DualLoc: Full-parameter fine-tuning of cascaded dual transformers for protein subcellular localization prediction
DualLoc: Full-parameter fine-tuning of cascaded dual transformers for protein subcellular localization prediction
Chen, Y. G.; Chung, W.-Y.; Chang, K. Y.
AbstractAccurate protein subcellular localization is essential for biological function, and mislocalization is linked to numerous diseases. While current methods like DeepLoc 2.0 employ lightweight fine-tuning of protein language models (PLMs), their ability to predict multi-compartment localization remains limited. To address this, we introduce DualLoc, a multi-label localization predictor for ten compartments.
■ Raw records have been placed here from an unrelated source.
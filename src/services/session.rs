use std::sync::Arc;

use anyhow::Context;
use tokio::sync::watch;
use validator::Validate;

use crate::error::AppResult;
use crate::gateway::JournalApi;
use crate::models::user::{LoginRequest, RegisterRequest, Session, User};
use crate::services::RequestStatus;
use crate::storage::{Storage, AUTH_TOKEN_KEY, CURRENT_USER_KEY};

/// Holds the authenticated identity and keeps it in step with durable
/// storage. Constructed once at startup; any persisted session is restored
/// then, so the user stays signed in across restarts.
pub struct SessionStore {
    api: Arc<dyn JournalApi>,
    storage: Arc<Storage>,
    user: watch::Sender<Option<User>>,
    status: RequestStatus,
}

impl SessionStore {
    pub fn new(api: Arc<dyn JournalApi>, storage: Arc<Storage>) -> Self {
        let restored = restore_user(&storage);
        let (user, _) = watch::channel(restored);
        Self {
            api,
            storage,
            user,
            status: RequestStatus::default(),
        }
    }

    /// Validate the credential shape, authenticate against the backend, and
    /// persist the returned session.
    pub async fn login(&self, credentials: &LoginRequest) -> AppResult<Session> {
        credentials.validate()?;
        self.status.begin();
        let outcome = self.api.login(credentials).await;
        self.complete_auth(outcome)
    }

    /// Same flow as [`login`] for new accounts. The confirmation password is
    /// checked here and never serialized.
    pub async fn register(&self, registration: &RegisterRequest) -> AppResult<Session> {
        registration.validate()?;
        self.status.begin();
        let outcome = self.api.register(registration).await;
        self.complete_auth(outcome)
    }

    /// Clear the persisted and in-memory session. Storage failures are
    /// logged and swallowed; the in-memory identity always resets.
    pub fn logout(&self) {
        clear_persisted(&self.storage);
        self.user.send_replace(None);
    }

    /// Persisted bearer token, if any.
    pub fn token(&self) -> Option<String> {
        self.storage.get(AUTH_TOKEN_KEY)
    }

    pub fn current_user(&self) -> Option<User> {
        self.user.borrow().clone()
    }

    pub fn is_authenticated(&self) -> bool {
        self.user.borrow().is_some()
    }

    /// Receiver observing the current identity and every authentication
    /// transition.
    pub fn subscribe(&self) -> watch::Receiver<Option<User>> {
        self.user.subscribe()
    }

    pub fn is_loading(&self) -> bool {
        self.status.is_loading()
    }

    pub fn last_error(&self) -> Option<String> {
        self.status.last_error()
    }

    fn complete_auth(&self, outcome: AppResult<Session>) -> AppResult<Session> {
        let stored = outcome.and_then(|session| {
            self.store_session(&session)?;
            Ok(session)
        });
        match stored {
            Ok(session) => {
                self.status.succeed();
                Ok(session)
            }
            Err(e) => {
                self.status.fail(e.user_message());
                Err(e)
            }
        }
    }

    /// Persist token and user in one storage write, then broadcast the new
    /// identity. A session that cannot be persisted is rolled back so the
    /// stored token never outlives a failed login.
    fn store_session(&self, session: &Session) -> AppResult<()> {
        let user_json = serde_json::to_string(&session.user)
            .context("Failed to serialize user for storage")?;
        let written = self.storage.update(|values| {
            values.insert(AUTH_TOKEN_KEY.into(), session.token.clone());
            values.insert(CURRENT_USER_KEY.into(), user_json);
        });
        if let Err(e) = written {
            clear_persisted(&self.storage);
            return Err(e);
        }
        self.user.send_replace(Some(session.user.clone()));
        Ok(())
    }
}

/// Read the persisted identity. A corrupt or half-written session (token
/// without user, unreadable user payload) degrades to logged out and both
/// keys are cleared.
fn restore_user(storage: &Storage) -> Option<User> {
    match (storage.get(AUTH_TOKEN_KEY), storage.get(CURRENT_USER_KEY)) {
        (Some(_), Some(raw)) => match serde_json::from_str(&raw) {
            Ok(user) => Some(user),
            Err(e) => {
                tracing::warn!(error = %e, "Discarding unreadable persisted session");
                clear_persisted(storage);
                None
            }
        },
        (None, None) => None,
        _ => {
            clear_persisted(storage);
            None
        }
    }
}

fn clear_persisted(storage: &Storage) {
    let cleared = storage.update(|values| {
        values.remove(AUTH_TOKEN_KEY);
        values.remove(CURRENT_USER_KEY);
    });
    if let Err(e) = cleared {
        tracing::warn!(error = %e, "Failed to clear persisted session");
    }
}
DualLoc leverages full-parameter fine-tuning of a cascaded dual-transformer architecture, built upon foundational PLMs and augmented with attention and dropout layers. We evaluated this framework using three foundational PLMs--ProtBERT, ESM-2, and ProtT5--as backbones. Cross-validation on Swiss-Prot and independent validation on the Human Protein Atlas demonstrate consistent superiority over state-of-the-art baselines. The best-performing variant, DualLoc-ProtT5, achieves 0.5872 accuracy, 0.8271 micro-F1, and 0.7811 macro-F1, with substantial gains in the Matthews correlation coefficient for the nucleus (+0.13), cell membrane (+0.13), and extracellular space (+0.07). Pointwise mutual information analysis of model outputs reveals biologically relevant compartment couplings, notably between the Golgi apparatus and endoplasmic reticulum (PMI = 0.25, P <10-6), accurately reflecting secretory pathway coordination. DualLoc provides both a highly accurate predictive tool and a robust framework for investigating protein multi-localization mechanisms.